##### Materials provided
// SPDX-License-Identifier: MIT
// SPDX-FileCopyrightText: 2026 ® John Hauger Mitander <john@oxidity.com>

use crate::common::error::AppError;
use crate::common::retry::retry_async;
use crate::domain::constants::{
    DEFAULT_BASE_FEE_WEI, DEFAULT_PRIORITY_FEE_WEI, GAS_LIMIT_BUFFER_BPS,
};
use crate::network::provider::HttpProvider;
use alloy::providers::Provider;
use alloy::rpc::types::BlockNumberOrTag;
use alloy::rpc::types::eth::FeeHistory;
use std::sync::{Arc, Mutex};
use std::time::Duration;

#[derive(Clone)]
pub struct GasOracle {
    provider: HttpProvider,
    last_good: Arc<Mutex<Option<GasFees>>>,
}

#[derive(Debug, Clone, PartialEq, Eq)]
pub struct GasFees {
    pub max_fee_per_gas: u128,
    pub max_priority_fee_per_gas: u128,
    pub next_base_fee_per_gas: u128,
}

impl GasOracle {
    pub fn new(provider: HttpProvider) -> Self {
        Self {
            provider,
            last_good: Arc::new(Mutex::new(None)),
        }
    }

    pub async fn estimate_eip1559_fees(&self) -> Result<GasFees, AppError> {
        match self.with_retry_history().await {
            Ok(history) => {
                let fees = fees_from_history(&history)?;
                if let Ok(mut guard) = self.last_good.lock() {
                    *guard = Some(fees.clone());
                }
                Ok(fees)
            }
            Err(e) => {
                tracing::debug!(target: "wallet", error = %e, "feeHistory unavailable");
                if let Ok(guard) = self.last_good.lock()
                    && let Some(fees) = guard.clone()
                {
                    return Ok(fees);
                }
                self.fallback_estimate().await
            }
        }
    }

    async fn with_retry_history(&self) -> Result<FeeHistory, AppError> {
        let provider = self.provider.clone();
        retry_async(
            move |_| {
                let provider = provider.clone();
                async move {
                    provider
                        .get_fee_history(5, BlockNumberOrTag::Latest, &[50.0f64])
                        .await
                }
            },
            2,
            Duration::from_millis(100),
        )
        .await
        .map_err(|e| AppError::Connection(format!("Fee History failed: {}", e)))
    }

    /// For nodes that disable feeHistory (common on public RPCs).
    async fn fallback_estimate(&self) -> Result<GasFees, AppError> {
        let block = self
            .provider
            .get_block_by_number(BlockNumberOrTag::Latest)
            .await
            .map_err(|e| AppError::Connection(format!("Latest block fetch failed: {}", e)))?;

        let base: u128 = block
            .as_ref()
            .and_then(|b| b.header.base_fee_per_gas)
            .map(|v| v as u128)
            .unwrap_or(DEFAULT_BASE_FEE_WEI);

        let priority: u128 = self
            .provider
            .get_max_priority_fee_per_gas()
            .await
            .unwrap_or(DEFAULT_PRIORITY_FEE_WEI);

        Ok(fees_from_samples(base, None, &[priority]))
    }
}

fn fees_from_history(history: &FeeHistory) -> Result<GasFees, AppError> {
    let latest_base_fee = history
        .latest_block_base_fee()
        .or_else(|| history.base_fee_per_gas.last().copied())
        .ok_or(AppError::Initialization("No base fee history".into()))?;
    let tips: Vec<u128> = history
        .reward
        .as_ref()
        .map(|rewards| rewards.iter().filter_map(|r| r.first().copied()).collect())
        .unwrap_or_default();
    Ok(fees_from_samples(
        latest_base_fee,
        history.next_block_base_fee(),
        &tips,
    ))
}

/// `max_fee = next_base + avg(tip)`; next base defaults to latest + 12.5%.
pub fn fees_from_samples(latest_base: u128, next_base: Option<u128>, tips: &[u128]) -> GasFees {
    let next_base_fee = match next_base {
        Some(v) if v > 0 => v,
        _ => latest_base.saturating_mul(1125) / 1000,
    };
    let priority = if tips.is_empty() {
        DEFAULT_PRIORITY_FEE_WEI
    } else {
        tips.iter().fold(0u128, |acc, t| acc.saturating_add(*t)) / tips.len() as u128
    };
    GasFees {
        max_fee_per_gas: next_base_fee.saturating_add(priority),
        max_priority_fee_per_gas: priority,
        next_base_fee_per_gas: next_base_fee,
    }
}

/// Pad an `eth_estimateGas` result so small state drift does not run out of gas.
pub fn buffered_gas_limit(estimate: u64) -> u64 {
    estimate.saturating_mul(GAS_LIMIT_BUFFER_BPS) / 10_000
}
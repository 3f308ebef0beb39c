// SPDX-License-Identifier: MIT
// SPDX-FileCopyrightText: 2026 ® John Hauger Mitander <john@oxidity.com>

pub mod constants;
pub mod error;
pub mod model;
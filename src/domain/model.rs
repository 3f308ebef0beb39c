// SPDX-License-Identifier: MIT
// SPDX-FileCopyrightText: 2026 ® John Hauger Mitander <john@oxidity.com>

use alloy::primitives::{Address, TxHash, U256};
use std::fmt;

#[derive(Debug, Clone, Copy, PartialEq, Eq, Hash)]
pub enum ConnectionState {
    Disconnected,
    Connecting,
    Connected,
    WrongChain,
}

/// Silent never prompts the wallet; Interactive always does.
#[derive(Debug, Clone, Copy, PartialEq, Eq)]
pub enum ConnectMode {
    Silent,
    Interactive,
}

/// The (account, chain) pair the wallet currently authorizes.
#[derive(Debug, Clone, PartialEq, Eq)]
pub struct Session {
    pub state: ConnectionState,
    pub account: Option<Address>,
    pub chain_id: Option<u64>,
}

impl Session {
    pub fn disconnected() -> Self {
        Self {
            state: ConnectionState::Disconnected,
            account: None,
            chain_id: None,
        }
    }

    pub fn is_connected(&self) -> bool {
        self.state == ConnectionState::Connected && self.account.is_some()
    }
}

impl Default for Session {
    fn default() -> Self {
        Self::disconnected()
    }
}

/// Metadata of the chain all writes must happen on.
#[derive(Debug, Clone, PartialEq, Eq)]
pub struct NetworkParams {
    pub chain_id: u64,
    pub name: String,
    pub rpc_url: String,
    pub explorer_url: Option<String>,
    pub native_symbol: String,
    pub native_decimals: u8,
}

impl NetworkParams {
    pub fn monad() -> Self {
        use crate::domain::constants::*;
        Self {
            chain_id: CHAIN_MONAD,
            name: CHAIN_MONAD_NAME.to_string(),
            rpc_url: MONAD_PUBLIC_RPC.to_string(),
            explorer_url: Some(MONAD_EXPLORER.to_string()),
            native_symbol: NATIVE_SYMBOL.to_string(),
            native_decimals: NATIVE_DECIMALS,
        }
    }

    pub fn chain_id_hex(&self) -> String {
        crate::domain::constants::chain_id_hex(self.chain_id)
    }
}

#[derive(Debug, Clone, Copy, PartialEq, Eq, Hash, PartialOrd, Ord)]
pub enum ContractId {
    Token,
    Swap,
    Dice,
    Lotto,
}

impl ContractId {
    pub const ALL: [ContractId; 4] = [
        ContractId::Token,
        ContractId::Swap,
        ContractId::Dice,
        ContractId::Lotto,
    ];

    /// Contracts that pull VIN from the player and therefore need an allowance.
    pub const SPENDERS: [ContractId; 3] = [ContractId::Swap, ContractId::Dice, ContractId::Lotto];

    /// Contracts whose VIN holdings are shown as a prize pool.
    pub const POOLS: [ContractId; 2] = [ContractId::Dice, ContractId::Lotto];

    pub fn label(&self) -> &'static str {
        match self {
            ContractId::Token => "Token",
            ContractId::Swap => "Swap",
            ContractId::Dice => "Dice",
            ContractId::Lotto => "Lotto",
        }
    }
}

impl fmt::Display for ContractId {
    fn fmt(&self, f: &mut fmt::Formatter<'_>) -> fmt::Result {
        f.write_str(self.label())
    }
}

/// One mutex per kind; kinds never block each other.
#[derive(Debug, Clone, Copy, PartialEq, Eq, Hash)]
pub enum ActionKind {
    ApproveSwap,
    Swap,
    ApproveDice,
    DicePlay,
    ApproveLotto,
    LottoPlay,
}

impl ActionKind {
    pub fn approve_for(spender: ContractId) -> Option<Self> {
        match spender {
            ContractId::Swap => Some(ActionKind::ApproveSwap),
            ContractId::Dice => Some(ActionKind::ApproveDice),
            ContractId::Lotto => Some(ActionKind::ApproveLotto),
            ContractId::Token => None,
        }
    }
}

#[derive(Debug, Clone, Copy, PartialEq, Eq, Hash)]
pub enum Parity {
    Even,
    Odd,
}

impl Parity {
    /// On-chain encoding of a dice choice.
    pub fn as_u8(self) -> u8 {
        match self {
            Parity::Even => 0,
            Parity::Odd => 1,
        }
    }

    pub fn of(value: u64) -> Self {
        if value % 2 == 0 { Parity::Even } else { Parity::Odd }
    }

    pub fn opposite(self) -> Self {
        match self {
            Parity::Even => Parity::Odd,
            Parity::Odd => Parity::Even,
        }
    }
}

impl fmt::Display for Parity {
    fn fmt(&self, f: &mut fmt::Formatter<'_>) -> fmt::Result {
        match self {
            Parity::Even => f.write_str("EVEN"),
            Parity::Odd => f.write_str("ODD"),
        }
    }
}

#[derive(Debug, Clone, Copy, PartialEq, Eq)]
pub enum SwapDirection {
    TokenToNative,
    NativeToToken,
}

#[derive(Debug, Clone, Copy, PartialEq, Eq, Default)]
pub enum LottoMode {
    #[default]
    BetOne,
    Bet27,
}

impl LottoMode {
    pub fn is_bet27(self) -> bool {
        self == LottoMode::Bet27
    }

    pub fn label(self) -> &'static str {
        match self {
            LottoMode::BetOne => "BetOne",
            LottoMode::Bet27 => "Bet27",
        }
    }
}

/// Raw row as typed by the user, before validation.
#[derive(Debug, Clone, PartialEq, Eq, Default)]
pub struct LottoRowInput {
    pub number: String,
    pub amount: String,
}

impl LottoRowInput {
    pub fn new(number: impl ToString, amount: impl Into<String>) -> Self {
        Self {
            number: number.to_string(),
            amount: amount.into(),
        }
    }
}

#[derive(Debug, Clone, Copy, PartialEq, Eq)]
pub struct LottoRow {
    pub number: u8,
    pub amount: U256,
}

/// A validated batch: every number in 0..=99 and every amount > 0.
#[derive(Debug, Clone, PartialEq, Eq)]
pub struct LottoTicket {
    pub rows: Vec<LottoRow>,
    pub mode: LottoMode,
}

impl LottoTicket {
    /// Exact stake, or `None` when it does not fit in 256 bits.
    pub fn total(&self) -> Option<U256> {
        self.rows
            .iter()
            .try_fold(U256::ZERO, |acc, row| acc.checked_add(row.amount))
    }

    pub fn numbers(&self) -> Vec<u8> {
        self.rows.iter().map(|r| r.number).collect()
    }

    pub fn amounts(&self) -> Vec<U256> {
        self.rows.iter().map(|r| r.amount).collect()
    }
}

/// Dice outcome, built only from the decoded `Played` event and receipt logs.
#[derive(Debug, Clone, PartialEq, Eq)]
pub struct DiceResult {
    pub wagered: U256,
    pub player_choice: Parity,
    pub on_chain_outcome: Parity,
    pub roll: Option<u16>,
    pub won: bool,
    /// VIN transferred from the dice contract to the player in the same receipt.
    pub payout: Option<U256>,
    /// Parity shown to the player: the choice on a win, its opposite on a loss.
    pub shown_parity: Parity,
    pub tx_hash: TxHash,
}

#[derive(Debug, Clone, PartialEq, Eq)]
pub struct LottoResult {
    pub mode: LottoMode,
    pub numbers: Vec<u8>,
    pub amounts: Vec<U256>,
    pub results: Vec<u8>,
    pub total_bet: U256,
    pub total_payout: U256,
    pub tx_hash: TxHash,
}

impl LottoResult {
    pub fn won(&self) -> bool {
        !self.total_payout.is_zero()
    }
}

#[derive(Debug, Clone, Copy, PartialEq, Eq)]
pub struct Allowance {
    pub owner: Address,
    pub spender: Address,
    pub amount: U256,
}

/// How an action ended once it got past its preconditions.
#[derive(Debug, Clone, PartialEq, Eq)]
pub enum Outcome<T> {
    /// Another submission of the same kind is still in flight; nothing was sent.
    Skipped(ActionKind),
    Confirmed { tx_hash: TxHash, details: T },
    /// Mined successfully, but the result event could not be decoded.
    ConfirmedUnknown { tx_hash: TxHash },
}

impl<T> Outcome<T> {
    pub fn tx_hash(&self) -> Option<TxHash> {
        match self {
            Outcome::Skipped(_) => None,
            Outcome::Confirmed { tx_hash, .. } | Outcome::ConfirmedUnknown { tx_hash } => {
                Some(*tx_hash)
            }
        }
    }

    pub fn is_skipped(&self) -> bool {
        matches!(self, Outcome::Skipped(_))
    }

    pub fn details(&self) -> Option<&T> {
        match self {
            Outcome::Confirmed { details, .. } => Some(details),
            _ => None,
        }
    }
}

#[cfg(test)]
mod tests {
    use super::*;

    #[test]
    fn parity_helpers() {
        assert_eq!(Parity::of(4), Parity::Even);
        assert_eq!(Parity::of(7), Parity::Odd);
        assert_eq!(Parity::Even.opposite(), Parity::Odd);
        assert_eq!(Parity::Odd.as_u8(), 1);
    }

    #[test]
    fn ticket_total_sums_rows() {
        let ticket = LottoTicket {
            rows: vec![
                LottoRow {
                    number: 7,
                    amount: U256::from(3u64),
                },
                LottoRow {
                    number: 42,
                    amount: U256::from(5u64),
                },
            ],
            mode: LottoMode::BetOne,
        };
        assert_eq!(ticket.total(), Some(U256::from(8u64)));
        assert_eq!(ticket.numbers(), vec![7, 42]);
    }

    #[test]
    fn approve_kind_per_spender() {
        assert_eq!(
            ActionKind::approve_for(ContractId::Dice),
            Some(ActionKind::ApproveDice)
        );
        assert_eq!(ActionKind::approve_for(ContractId::Token), None);
    }
}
##########
## Instructions to follow
Extract every line containing the string "never" from the data above.

## Answer to this task
/// Silent never prompts the wallet; Interactive always does.
/// One mutex per kind; kinds never block each other.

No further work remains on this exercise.